→ **Exercise aim**
Go through the data and copy each line where the string "serde" appears.

-------- Study material

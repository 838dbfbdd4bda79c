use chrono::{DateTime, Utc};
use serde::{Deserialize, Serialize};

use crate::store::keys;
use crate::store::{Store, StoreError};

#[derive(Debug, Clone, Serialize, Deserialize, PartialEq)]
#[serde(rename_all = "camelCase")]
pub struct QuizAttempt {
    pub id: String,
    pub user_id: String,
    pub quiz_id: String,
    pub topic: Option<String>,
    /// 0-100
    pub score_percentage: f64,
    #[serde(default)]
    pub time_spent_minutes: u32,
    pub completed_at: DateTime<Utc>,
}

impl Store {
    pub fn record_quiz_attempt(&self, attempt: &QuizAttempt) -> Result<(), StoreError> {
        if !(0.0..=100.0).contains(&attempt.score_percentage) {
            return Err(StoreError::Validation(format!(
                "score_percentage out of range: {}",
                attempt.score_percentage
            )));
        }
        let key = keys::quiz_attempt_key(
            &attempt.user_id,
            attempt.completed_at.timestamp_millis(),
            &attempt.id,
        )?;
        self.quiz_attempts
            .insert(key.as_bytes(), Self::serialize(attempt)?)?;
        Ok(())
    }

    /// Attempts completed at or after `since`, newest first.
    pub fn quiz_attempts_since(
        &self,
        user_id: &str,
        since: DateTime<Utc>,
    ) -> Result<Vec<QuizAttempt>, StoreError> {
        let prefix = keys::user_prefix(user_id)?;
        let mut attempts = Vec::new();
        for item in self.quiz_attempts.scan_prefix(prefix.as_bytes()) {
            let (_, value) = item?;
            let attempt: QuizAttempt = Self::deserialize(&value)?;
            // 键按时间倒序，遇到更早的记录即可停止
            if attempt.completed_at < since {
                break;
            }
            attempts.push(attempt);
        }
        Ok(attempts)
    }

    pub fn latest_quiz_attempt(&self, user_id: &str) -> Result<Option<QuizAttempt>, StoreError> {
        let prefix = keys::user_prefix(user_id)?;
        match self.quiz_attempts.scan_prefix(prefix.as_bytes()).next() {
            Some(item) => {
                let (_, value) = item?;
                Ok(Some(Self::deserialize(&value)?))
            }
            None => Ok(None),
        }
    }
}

----------------

→ **Answer below**
use serde::{Deserialize, Serialize};
#[serde(rename_all = "camelCase")]
    #[serde(default)]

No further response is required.